Monday, Feb. 17, 1975
Death Companionship
While sitting with a dying friend four years ago, William Roberts was struck by the grim isolation of the deathbed. "It seemed to me," he says, "that dying people were treated in a cold, almost cavalier manner." Suffering from diabetes, Roberts, now 50, quit his job a year ago as a partner at Spencer-Roberts, a California political public relations agency, and resolved to do something about the way people die. The result is Threshold, a new Los Angeles business that has trained and will supply "death companions" to help ease lonely, dying clients out of the world. The cost: $7.50 an hour, of which the companion keeps $3.50.
So far, Threshold has graduated 15 companions, who are now in "field training"--working without fee in a nursing home. Fifty more companions, mostly women in their 30s and 40s, are about to complete the eight-session course on the problems of bringing comfort to a dying stranger.
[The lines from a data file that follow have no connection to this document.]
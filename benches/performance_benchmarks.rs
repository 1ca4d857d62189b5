use chrono::{Duration, TimeZone, Utc};
use criterion::{black_box, criterion_group, criterion_main, BenchmarkId, Criterion, Throughput};
use liftrs::fatigue::{self, StimulusSession};
use liftrs::models::EquipmentType;
use liftrs::{one_rep_max, plateau, rounding};

/// Benchmarks for the pure kernels behind every recommendation
///
/// The rounder and plateau detector run on each request, so their cost
/// bounds request latency together with the store round trips.

fn bench_rounding(c: &mut Criterion) {
    let mut group = c.benchmark_group("Plate Rounding");
    let fine_plates = [0.5, 1.0, 1.25, 2.5, 5.0, 10.0, 15.0, 20.0, 25.0];

    for &target in &[42.3, 117.8, 263.4] {
        group.bench_with_input(BenchmarkId::new("barbell_default", target), &target, |b, &target| {
            b.iter(|| rounding::round_weight(black_box(target), None, Some(20.0), EquipmentType::Barbell));
        });
        group.bench_with_input(BenchmarkId::new("barbell_fine", target), &target, |b, &target| {
            b.iter(|| {
                rounding::round_weight(black_box(target), Some(&fine_plates), Some(20.0), EquipmentType::Barbell)
            });
        });
    }

    group.bench_function("dumbbell_pair", |b| {
        b.iter(|| {
            rounding::round_weight(
                black_box(23.7),
                Some(&[0.5, 1.0, 1.25, 2.5]),
                None,
                EquipmentType::DumbbellPair,
            )
        });
    });

    group.finish();
}

fn bench_plateau_detection(c: &mut Criterion) {
    let mut group = c.benchmark_group("Plateau Detection");

    for &len in &[5, 10, 15] {
        let series: Vec<f64> = (0..len)
            .map(|i| 100.0 + if i < len / 2 { i as f64 } else { (len / 2) as f64 - 0.2 * i as f64 })
            .collect();

        group.throughput(Throughput::Elements(len as u64));
        group.bench_with_input(BenchmarkId::new("detect", len), &series, |b, series| {
            b.iter(|| plateau::detect(black_box(series), plateau::ONLINE_MIN_DURATION));
        });
    }

    group.bench_function("build_report", |b| {
        let series = vec![100.0; 15];
        b.iter(|| plateau::build_report(1, black_box(series.clone()), 5, None, 12.0));
    });

    group.finish();
}

fn bench_fatigue(c: &mut Criterion) {
    let mut group = c.benchmark_group("Fatigue Model");
    let now = Utc.with_ymd_and_hms(2024, 5, 1, 12, 0, 0).unwrap();
    let taus = fatigue::default_tau_map();

    for &sessions in &[3, 14, 60] {
        let history: Vec<StimulusSession> = (0..sessions)
            .map(|i| StimulusSession {
                date: now - Duration::hours(12 * i as i64),
                stimulus: 25.0 + (i % 4) as f64,
            })
            .collect();

        group.throughput(Throughput::Elements(sessions as u64));
        group.bench_with_input(BenchmarkId::new("fatigue", sessions), &history, |b, history| {
            b.iter(|| fatigue::fatigue("quads", black_box(history), &taus, 1.2, now));
        });
    }

    group.finish();
}

fn bench_one_rep_max(c: &mut Criterion) {
    c.bench_function("estimate_1rm", |b| {
        b.iter(|| one_rep_max::estimate_1rm(black_box(102.5), black_box(6), Some(1.5), black_box(0.4)));
    });
    c.bench_function("predict_reps", |b| {
        b.iter(|| one_rep_max::predict_reps(black_box(140.0), black_box(110.0), Some(2.0), 0.3));
    });
}

criterion_group!(
    benches,
    bench_rounding,
    bench_plateau_detection,
    bench_fatigue,
    bench_one_rep_max
);
criterion_main!(benches);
Threshold is frankly commercial.
"We believe in free enterprise," says Jim Rosner, 30, president of the firm and another former employee at Spencer-Roberts. Rosner and Roberts used their public relations know-how last fall to push their training program. They put on a low-key ad campaign, supplemented with plugs by some of the nine staff members on local talk shows. Seven hundred would-be companions responded. Threshold has not yet advertised for paying clients, however, preferring to build up a stable of trained companions first. The applicants are psychologically screened to eliminate the unstable and any religious enthusiasts intent on deathbed conversions.
The training program was devised by Robert Kavanaugh, a former Roman Catholic priest who is now a consulting psychologist at the University of California in San Diego. During the three-hour weekly class, the teachers stress the fears and ambivalences of the dying, discuss problems of suicide and euthanasia, and use the techniques of role-playing and psychodrama to illustrate possible relationships between a dying customer and a paid stranger trying to be a friend.
Any dying bequests made to a companion will automatically go to a nonprofit corporation that Threshold is setting up to pay for companions to the indigent. The company is also branching out to sponsor workshops on dying for hospital personnel, the terminally ill and the general public. There may be more services to come. "Dying is spectacular," says Roberts. "I've even thought of making some kind of production out of it --like having the Mormon Tabernacle Choir come sing at your bedside, if you could afford it."